Deep learning image analysis quantifies tumor heterogeneity and identifies microsatellite instability in colon cancer. J Surg Oncol. 2023;127(3):426-33
Keywords
JGM, Humans, Microsatellite Instability, Deep Learning, Microsatellite Repeats, Colonic Neoplasms, Colorectal Neoplasms
JAX Source
J Surg Oncol. 2023;127(3):426-33
ISSN
1096-9098
PMID
36251352
DOI
https://doi.org/10.1002/jso.27118
Abstract
BACKGROUND AND OBJECTIVES: Deep learning utilizing convolutional neural networks (CNNs) applied to hematoxylin & eosin (H&E)-stained slides numerically encodes histomorphological tumor features. Tumor heterogeneity is an emerging biomarker in colon cancer that is, captured by these features, whereas microsatellite instability (MSI) is an established biomarker traditionally assessed by immunohistochemistry or polymerase chain reaction.
METHODS: H&E-stained slides from The Cancer Genome Atlas (TCGA) colon cohort are passed through the CNN. Resulting imaging features are used to cluster morphologically similar slide regions. Tile-level pairwise similarities are calculated and used to generate a tumor heterogeneity score (THS). Patient-level THS is then correlated with TCGA-reported biomarkers, including MSI-status.
RESULTS: H&E-stained images from 313 patients generated 534 771 tiles. Deep learning automatically identified and annotated cells by type and clustered morphologically similar slide regions. MSI-high tumors demonstrated significantly higher THS than MSS/MSI-low (p < 0.001). THS was higher in MLH1-silent versus non-silent tumors (p < 0.001). The sequencing derived MSIsensor score also correlated with THS (r = 0.51, p < 0.0001).

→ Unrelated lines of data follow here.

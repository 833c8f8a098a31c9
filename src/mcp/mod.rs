//! MCP (Model Context Protocol) server for quiz autofill
//!
//! Each MCP tool forwards to the tool of the same name in the registry.

pub mod handler;
pub use handler::QuizServer;

use crate::tools::ToolContext;
use crate::tools::ToolResult as InternalToolResult;
use crate::tools::{
    apply_answers::ApplyAnswersParams, correct_question::CorrectQuestionParams, delete_preset::DeletePresetParams,
    export_presets::ExportPresetsParams, extract_answers::ExtractAnswersParams, fill_zone::FillZoneParams,
    import_presets::ImportPresetsParams, list_presets::ListPresetsParams, navigate::NavigateParams,
    save_answer::SaveAnswerParams,
};
use rmcp::{
    ErrorData as McpError,
    handler::server::wrapper::Parameters,
    model::{CallToolResult, Content},
    tool, tool_router,
};
use serde::Serialize;

/// Convert internal ToolResult to MCP CallToolResult
fn convert_result(result: InternalToolResult) -> Result<CallToolResult, McpError> {
    if result.success {
        let text = match result.data {
            Some(data) => serde_json::to_string_pretty(&data).unwrap_or_else(|_| data.to_string()),
            None => "Success".to_string(),
        };
        Ok(CallToolResult::success(vec![Content::text(text)]))
    } else {
        let error_msg = result.error.unwrap_or_else(|| "Unknown error".to_string());
        Err(McpError::internal_error(error_msg, result.data))
    }
}

impl QuizServer {
    fn run(&self, name: &str, params: impl Serialize) -> Result<CallToolResult, McpError> {
        let params = serde_json::to_value(params).map_err(|e| McpError::invalid_params(e.to_string(), None))?;
        let mut session = self
            .session
            .lock()
            .map_err(|e| McpError::internal_error(format!("Session state poisoned: {}", e), None))?;
        let mut context = ToolContext::new(self.page.as_ref(), &mut *session, self.store.as_ref(), &self.config);

        let result = self
            .registry
            .execute(name, params, &mut context)
            .map_err(|e| McpError::internal_error(e.to_string(), None))?;

        convert_result(result)
    }
}

#[tool_router]
impl QuizServer {
    #[tool(description = "Open a quiz attempt or review page")]
    fn navigate(&self, params: Parameters<NavigateParams>) -> Result<CallToolResult, McpError> {
        self.run("navigate", params.0)
    }

    #[tool(description = "Show the active question, its detected number and whether a stored answer exists")]
    fn question_status(&self) -> Result<CallToolResult, McpError> {
        self.run("question_status", serde_json::json!({}))
    }

    #[tool(description = "Store every answer shown on the current review page")]
    fn extract_answers(&self, params: Parameters<ExtractAnswersParams>) -> Result<CallToolResult, McpError> {
        self.run("extract_answers", params.0)
    }

    #[tool(description = "Look up the stored answer text for the active question")]
    fn auto_load(&self) -> Result<CallToolResult, McpError> {
        self.run("auto_load", serde_json::json!({}))
    }

    #[tool(description = "Fill the active question from answer text, or from its stored answer when no text is given")]
    fn apply_answers(&self, params: Parameters<ApplyAnswersParams>) -> Result<CallToolResult, McpError> {
        self.run("apply_answers", params.0)
    }

    #[tool(description = "Store answer text for one question by hand")]
    fn save_answer(&self, params: Parameters<SaveAnswerParams>) -> Result<CallToolResult, McpError> {
        self.run("save_answer", params.0)
    }

    #[tool(description = "Override or clear the detected question number")]
    fn correct_question(&self, params: Parameters<CorrectQuestionParams>) -> Result<CallToolResult, McpError> {
        self.run("correct_question", params.0)
    }

    #[tool(description = "Write stored quiz answers to portable JSON files")]
    fn export_presets(&self, params: Parameters<ExportPresetsParams>) -> Result<CallToolResult, McpError> {
        self.run("export_presets", params.0)
    }

    #[tool(description = "Load an exported preset file, replacing the quiz of the same name")]
    fn import_presets(&self, params: Parameters<ImportPresetsParams>) -> Result<CallToolResult, McpError> {
        self.run("import_presets", params.0)
    }

    #[tool(description = "Delete one stored answer, or a whole quiz")]
    fn delete_preset(&self, params: Parameters<DeletePresetParams>) -> Result<CallToolResult, McpError> {
        self.run("delete_preset", params.0)
    }

    #[tool(description = "List stored quizzes, or the stored answers of one quiz")]
    fn list_presets(&self, params: Parameters<ListPresetsParams>) -> Result<CallToolResult, McpError> {
        self.run("list_presets", params.0)
    }

    #[tool(description = "Add a type-to-fill input to every drag-and-drop zone on the page")]
    fn attach_overlay(&self) -> Result<CallToolResult, McpError> {
        self.run("attach_overlay", serde_json::json!({}))
    }

    #[tool(description = "Type text into a drop zone's inline input and confirm it")]
    fn fill_zone(&self, params: Parameters<FillZoneParams>) -> Result<CallToolResult, McpError> {
        self.run("fill_zone", params.0)
    }
}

CONCLUSIONS: Deep learning provides spatially resolved visualization of imaging-derived biomarkers and automated quantification of tumor heterogeneity. Our novel THS correlates with MSI-status, indicating that with expanded training sets, translational tools could be developed that predict MSI-status using H&E-stained images alone.